Black Chefs’ Struggle for the Top

http://travel.nytimes.com/2006/04/05/dining/05race.html?pagewanted=3

In Kenneth J. Arrow’s paper “What Has Economics to Say About Racial Discrimination,” he proposes that racism still exists in the workplace, though of course not to the same extent as half a century ago. This is very much true, and in the above article we are able to see such racism in the culinary world. Lance Whitney Knowling, chef and owner of Indigo Smoke in Montclair, N.J., is an experienced chef with a great resume. He recalls that five years ago he applied to an upscale restaurant in N.J., and the restaurateur was eager to hire him. However once the restaurateur found out Knowling was black, the conversation grew awkward. Though the article doesn’t explicitly say what happened after that, I think the Knowling was not hired because the according to the restaurateur, “I couldn’t have a black guy or a Latin guy back there, because it would make my customers uncomfortable.” And sometimes the insensitivity is even more blatant. Keith Williams remarks that he’s been told “The only thing you know about is fried chicken and collard greens.”

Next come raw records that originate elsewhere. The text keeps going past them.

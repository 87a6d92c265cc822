// This Source Code Form is subject to the terms of the Mozilla Public
// License, v. 2.0. If a copy of the MPL was not distributed with this
// file, You can obtain one at https://mozilla.org/MPL/2.0/.

//! # Floorplan Consistency Engine
//!
//! Validates floor-plan documents and produces their canonical form.
//!
//! ## Pipeline
//!
//! 1. **Schema check**: the raw JSON tree is walked against the Schema
//!    Registry. Structural errors reject the document.
//! 2. **Reference resolution**: every catalog id is looked up through an
//!    injected [`Catalog`](floorplan_model::Catalog) with bounded fan-out.
//! 3. **Geometry validation**: walls, openings, polygons and cameras.
//! 4. **Normalization**: defaults, range corrections and geometric fixes on
//!    a copy of the document.
//!
//! ## Quick Start
//!
//! ```rust,ignore
//! use floorplan_engine::{ConsistencyChecker, InMemoryCatalog};
//!
//! let catalog = InMemoryCatalog::new().with_component("sofa-3");
//! let checker = ConsistencyChecker::new(&catalog);
//! let outcome = checker.check_str(&json).await?;
//!
//! for finding in outcome.report.findings() {
//!     println!("{}", finding);
//! }
//! ```

#![recursion_limit = "256"]

pub mod catalog;
pub mod checker;
pub mod normalizer;
pub mod options;
pub mod resolver;
pub mod schema_check;

pub use catalog::InMemoryCatalog;
pub use checker::{ConsistencyChecker, Outcome, Stage};
pub use normalizer::{NormalizeSummary, Normalizer};
pub use options::ValidationOptions;
pub use resolver::{collect_references, PendingReference, ReferenceResolver, Resolution};
pub use schema_check::check_document;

Arrow mentions in his paper that economic theories should predict that racist employers will be wiped out by non-racist employers due to the idea of competition. He admits that these market-based explanations tend to predict that racial discrimination will be eliminated, but in the real world racial discrimination is not eliminated. Therefore, other non-market factors must be involved. I found the news article to be at least remotely related to Arrow’s paper because the situation in the culinary world is a bit different from that of most other jobs. It is true that racism poses a threat to aspiring black chefs, but we cannot solely blame the employers for their reluctance to hire chefs based on color. Hiring black chefs doesn’t seem to be much of an issue for restaurants that have already had black employees. So if more of the aspiring chefs were black, this could potentially reduce racism in the future. However, this is easier said than done in this particular career. In 2006, only 85 out of 2,700 students at the Culinary Institute of America lists themselves as African-American. This small percentage is due to struggle with family members. For the most part black parents do not want their children to pursue a culinary career because since the 60’s and 70’s, kitchen work has became less attractive as other employment options arose. Therefore the scarcity of black chefs can also be attributed to disapproving family members.

However, the situation is getting better. With the boom of the cooking industry, food channel programs, and successful black chefs such as Gerry Garvin who has his own show, black parents are now less resistive. Also with the help of the scholarships given by the Careers Through Culinary Arts Program, high school students interested in culinary careers can receive the guidance and support they need to overcome barriers they may face. As Beth Setrakian, a graduate of Stanford who owns a multimillion dollar dessert industry says, “We’re on the verge of change. And thank goodness, because the heritage that we bring is a great addition to American cuisine as a whole.”